By adopting the Law on the electronic document, electronic identification, and trusted services in electronic business in 2017, the main function of which is digitalisation and digital business operations, questions were raised in regard to compliance of this law with practices that do not fully recognize the electronic documents and electronic business operations.
Although the legislator’s intentions were to facilitate and speed up the complicated bureaucratic process, due to a lack of harmonisation of regulations, so far, the competent state bodies are failing to implement modern practical solutions.
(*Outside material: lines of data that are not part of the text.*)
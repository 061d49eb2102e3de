use serde::Serialize;

use crate::config::{EvalConfig, WinRateWeights};
use crate::goban::Goban;
use crate::history::{Captures, MoveRecord};
use crate::influence::InfluenceField;
use crate::stone::Stone;
use crate::territory::{self, Territory};

/// Whole-position assessment, always derived fresh from the board and the
/// capture history.
#[derive(Debug, Clone, Copy, PartialEq, Serialize)]
pub struct Evaluation {
    pub black_score: f64,
    pub white_score: f64,
    pub black_stones: u32,
    pub white_stones: u32,
    pub black_captures: u32,
    pub white_captures: u32,
    pub black_territory: u32,
    pub white_territory: u32,
    /// Heuristic probability that Black wins.
    pub win_rate: f64,
    /// Signed material balance, komi included. Positive favours Black.
    pub value: f64,
}

impl Default for Evaluation {
    fn default() -> Self {
        Self {
            black_score: 0.0,
            white_score: 0.0,
            black_stones: 0,
            white_stones: 0,
            black_captures: 0,
            white_captures: 0,
            black_territory: 0,
            white_territory: 0,
            win_rate: 0.5,
            value: 0.0,
        }
    }
}

impl Evaluation {
    pub fn score_diff(&self) -> f64 {
        self.black_score - self.white_score
    }
}

/// The five normalized inputs to the win-rate blend, each in `[-1, 1]`.
#[derive(Debug, Clone, Copy, PartialEq, Serialize)]
pub struct Signals {
    pub influence: f64,
    pub territory: f64,
    pub capture: f64,
    pub stones: f64,
    pub stability: f64,
}

pub fn evaluate(
    goban: &Goban,
    captures: Captures,
    moves: &[MoveRecord],
    influence: &InfluenceField,
    config: &EvalConfig,
) -> Evaluation {
    let black_stones = goban.count(Stone::Black);
    let white_stones = goban.count(Stone::White);
    let territory = territory::estimate(goban);
    let komi = config.komi;

    let black_score = f64::from(black_stones + territory.black + 2 * captures.black);
    let white_score = f64::from(white_stones + territory.white + 2 * captures.white) + komi;

    let value = f64::from(black_stones) - f64::from(white_stones)
        + 2.0 * (f64::from(captures.black) - f64::from(captures.white))
        + f64::from(territory.black)
        - f64::from(territory.white)
        - komi;

    let signals = signals(
        influence,
        &territory,
        captures,
        (black_stones, white_stones),
        moves,
        config,
    );

    Evaluation {
        black_score,
        white_score,
        black_stones,
        white_stones,
        black_captures: captures.black,
        white_captures: captures.white,
        black_territory: territory.black,
        white_territory: territory.white,
        win_rate: win_rate(&signals, moves.len(), &config.win_rate),
        value,
    }
}

pub fn signals(
    influence: &InfluenceField,
    territory: &Territory,
    captures: Captures,
    (black_stones, white_stones): (u32, u32),
    moves: &[MoveRecord],
    config: &EvalConfig,
) -> Signals {
    let w = &config.win_rate;
    let normalize = |value: f64, scale: f64| (value / scale).clamp(-1.0, 1.0);

    let window = &moves[moves.len().saturating_sub(w.stability_window)..];
    let recent_quality = if window.is_empty() {
        config.metrics.neutral_quality
    } else {
        window.iter().map(|m| m.quality).sum::<f64>() / window.len() as f64
    };

    Signals {
        influence: normalize(
            influence.black_total() - influence.white_total(),
            w.influence_scale,
        ),
        territory: normalize(
            f64::from(territory.black) - f64::from(territory.white) - config.komi,
            w.territory_scale,
        ),
        capture: normalize(
            f64::from(captures.black) - f64::from(captures.white),
            w.capture_scale,
        ),
        stones: normalize(
            f64::from(black_stones) - f64::from(white_stones),
            w.stone_scale,
        ),
        stability: normalize(recent_quality - w.stability_baseline, w.stability_scale),
    }
}

/// Blend the signals with phase weights, squash through a logistic curve,
/// pull toward 0.5 while the game is young, and clamp away from certainty.
pub fn win_rate(signals: &Signals, move_count: usize, w: &WinRateWeights) -> f64 {
    let phase = w.phase(move_count);
    let blended = signals.influence * phase.influence
        + signals.territory * phase.territory
        + signals.capture * phase.capture
        + signals.stones * phase.stones
        + signals.stability * phase.stability;

    let base = 1.0 / (1.0 + (-blended * w.steepness).exp());
    let rate = 0.5 + (base - 0.5) * (1.0 - w.uncertainty(move_count));
    rate.clamp(w.min_rate, w.max_rate)
}
pub mod client;
pub mod config;
pub mod console;
pub mod driver;
pub mod error;

pub use client::{EngineClient, Offline};
pub use config::{ContinuationDelays, GameMode, HostConfig};
pub use driver::Driver;
pub use error::HostError;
In our practical work, in several cases, first and foremost, questions arose regarding interpretation by state authorities as to what an electronic document actually represents and what is considered to be an electronic signature, all of these issues are mostly related to the documents issued by the state bodies. The Law on electronic documents, electronic identification, and trusted services in electronic business operations set forth that this document cannot be challenged in respect of validity, evidence, or written form, only because it exists in electronic form.
In case of international legal transactions, in a situation where legalization of the document is required for use in a foreign state, specifically, when diplomatic and consular legalization (the so-called “full legalization”) or legalization by apostille is required, the problem occurs when state authorities issue a document in the form of an electronic document, application of which is required in paper form. It is indisputable that in the case of legalization, the court that certifies the document does not assess the contents of the document, but only confirms the authenticity of the signature of the person who signed the document and the authenticity of the seal placed on the document. The problem that arises is that in practice, there is no consensus regarding certification of the printed copy of the electronic document.
Digitization and greater application of documents in digital form, which was confirmed during the current SARS-CoV-2 virus pandemic, raised questions about how a printed copy of the electronic document, which is actually a copy, can gain the legal quality of the original document.
Although the Law provides two solutions for the verification of a printed copy of an electronic document, either by a notary public or authorized person that acts as a registered entity, in practice, there is still no unity in respect of the application of these solutions and authorized persons occasionally do not meet their legal obligations envisaged by law.
Also, state authorities that issue documents in electronic form often apply a clause “valid without signature and stamp”, which is not in accordance with the Law on legalization of documents in international trade, since this Law, which does not recognize the electronic document, sets the condition that the documents must be printed, signed and stamped by the issuing authority.
That being said, it remains uncertain how this situation will develop in the future, given the ever-increasing use and application of electronic documents, especially in terms of legalization of documents for international legal transactions.